Activity:
Start at the line below containing "self.max = Some(max.into());" and stop at the line containing "use async_trait::async_trait;". Repeat every line of that stretch exactly, and nothing outside it.

Supplied data:
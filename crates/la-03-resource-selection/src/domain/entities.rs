//! # Selection Entities
//!
//! Coins as the ledger reports them, spend requests and per-asset balances.

use la_01_address_codec::Address;
use serde::{Deserialize, Serialize};
use shared_types::{AssetId, UtxoId, U256};
use std::fmt;

/// An unspent output owned by an address.
#[derive(Debug, Clone, PartialEq, Eq, Serialize, Deserialize)]
pub struct Coin {
    /// Unique output reference.
    pub id: UtxoId,
    /// Address allowed to spend it.
    pub owner: Address,
    /// Asset denomination.
    pub asset_id: AssetId,
    /// Quantity held.
    pub amount: U256,
    /// Height of the block that created the output.
    pub block_created: u64,
}

impl Coin {
    /// Create a coin created at height zero.
    pub fn new(id: UtxoId, owner: Address, asset_id: AssetId, amount: impl Into<U256>) -> Self {
        Self {
            id,
            owner,
            asset_id,
            amount: amount.into(),
            block_created: 0,
        }
    }

    /// Set the creation height.
    pub fn at_height(mut self, block_created: u64) -> Self {
        self.block_created = block_created;
        self
    }
}

/// Request to fund `amount` of one asset.
///
/// `max` bounds the target: only the coin that crosses `amount` may push the
/// selected total past it. A `max` below `amount` is rejected.
#[derive(Debug, Clone, Copy, PartialEq, Eq, Serialize, Deserialize)]
pub struct SpendQuery {
    pub asset_id: AssetId,
    pub amount: U256,
    #[serde(default, skip_serializing_if = "Option::is_none")]
    pub max: Option<U256>,
}

impl SpendQuery {
    /// Query with no ceiling.
    pub fn new(asset_id: AssetId, amount: impl Into<U256>) -> Self {
        Self {
            asset_id,
            amount: amount.into(),
            max: None,
        }
    }

    /// Attach a ceiling.
    pub fn with_max(mut self, max: impl Into<U256>) -> Self {
        self.max = Some(max.into());
        self
    }
}

/// Total held of one asset.
#[derive(Debug, Clone, Copy, PartialEq, Eq, Serialize, Deserialize)]
pub struct AssetBalance {
    pub asset_id: AssetId,
    pub amount: U256,
}

impl AssetBalance {
    pub fn new(asset_id: AssetId, amount: impl Into<U256>) -> Self {
        Self {
            asset_id,
            amount: amount.into(),
        }
    }
}

impl fmt::Display for AssetBalance {
    fn fmt(&self, f: &mut fmt::Formatter<'_>) -> fmt::Result {
        write!(f, "{} of {}", self.amount, self.asset_id)
    }
}
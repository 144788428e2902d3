//! Outbound (Driven) ports for the Resource Selection subsystem.
//!
//! The selector never talks to the ledger directly; it asks a
//! [`CoinSource`] for the coins an address owns.

use crate::domain::entities::Coin;
use async_trait::async_trait;
use la_01_address_codec::Address;
use shared_types::AssetId;
use thiserror::Error;

/// Failure reported by a ledger collaborator.
///
/// Passed through unchanged by every subsystem that calls a collaborator.
#[derive(Debug, Clone, Error, PartialEq, Eq)]
pub enum ProviderError {
    /// Could not reach the node
    #[error("Connection error: {0}")]
    Connection(String),

    /// Node did not answer in time
    #[error("Request timed out")]
    Timeout,

    /// Node answered with an error
    #[error("Query failed: {0}")]
    Query(String),

    /// Node refused a transaction
    #[error("Transaction rejected: {0}")]
    Rejected(String),

    /// Transaction was included but reverted
    #[error("Transaction reverted: {0}")]
    Reverted(String),
}

/// Coin-listing collaborator.
///
/// Implementations return a snapshot; coins are not reserved between calls.
#[async_trait]
pub trait CoinSource: Send + Sync {
    /// Lists unspent coins owned by `owner`, optionally filtered by asset.
    ///
    /// # Errors
    /// - `ProviderError`: the collaborator failed; passed through as-is
    async fn list_coins(
        &self,
        owner: &Address,
        asset_id: Option<AssetId>,
    ) -> Result<Vec<Coin>, ProviderError>;
}
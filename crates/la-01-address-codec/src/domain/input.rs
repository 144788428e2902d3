//! # Address Input
//!
//! Callers that do not know what form an address arrives in tag it here
//! instead of letting the codec guess from the runtime type. Text is the
//! only variant that still needs disambiguation, and it always tries hex
//! before checksummed.

use super::address::Address;

/// Explicitly tagged source for [`Address::from_dynamic_input`].
#[derive(Debug, Clone, Copy, PartialEq, Eq)]
pub enum AddressInput<'a> {
    /// Already an address.
    Address(Address),
    /// 32 raw bytes.
    Bytes(&'a [u8]),
    /// Hex or checksummed text.
    Text(&'a str),
    /// Uncompressed public key to derive from.
    PublicKey(&'a [u8]),
}

impl From<Address> for AddressInput<'_> {
    fn from(address: Address) -> Self {
        Self::Address(address)
    }
}

impl<'a> From<&'a Address> for AddressInput<'a> {
    fn from(address: &'a Address) -> Self {
        Self::Address(*address)
    }
}

impl<'a> From<&'a str> for AddressInput<'a> {
    fn from(text: &'a str) -> Self {
        Self::Text(text)
    }
}

impl<'a> From<&'a String> for AddressInput<'a> {
    fn from(text: &'a String) -> Self {
        Self::Text(text.as_str())
    }
}

impl<'a> From<&'a [u8]> for AddressInput<'a> {
    fn from(bytes: &'a [u8]) -> Self {
        Self::Bytes(bytes)
    }
}

impl<'a> From<&'a [u8; 32]> for AddressInput<'a> {
    fn from(bytes: &'a [u8; 32]) -> Self {
        Self::Bytes(bytes)
    }
}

Solved exercise:
        self.max = Some(max.into());
        self
    }
}

/// Total held of one asset.
#[derive(Debug, Clone, Copy, PartialEq, Eq, Serialize, Deserialize)]
pub struct AssetBalance {
    pub asset_id: AssetId,
    pub amount: U256,
}

impl AssetBalance {
    pub fn new(asset_id: AssetId, amount: impl Into<U256>) -> Self {
        Self {
            asset_id,
            amount: amount.into(),
        }
    }
}

impl fmt::Display for AssetBalance {
    fn fmt(&self, f: &mut fmt::Formatter<'_>) -> fmt::Result {
        write!(f, "{} of {}", self.amount, self.asset_id)
    }
}
repository 144788428e2902d3
//! Outbound (Driven) ports for the Resource Selection subsystem.
//!
//! The selector never talks to the ledger directly; it asks a
//! [`CoinSource`] for the coins an address owns.

use crate::domain::entities::Coin;
use async_trait::async_trait;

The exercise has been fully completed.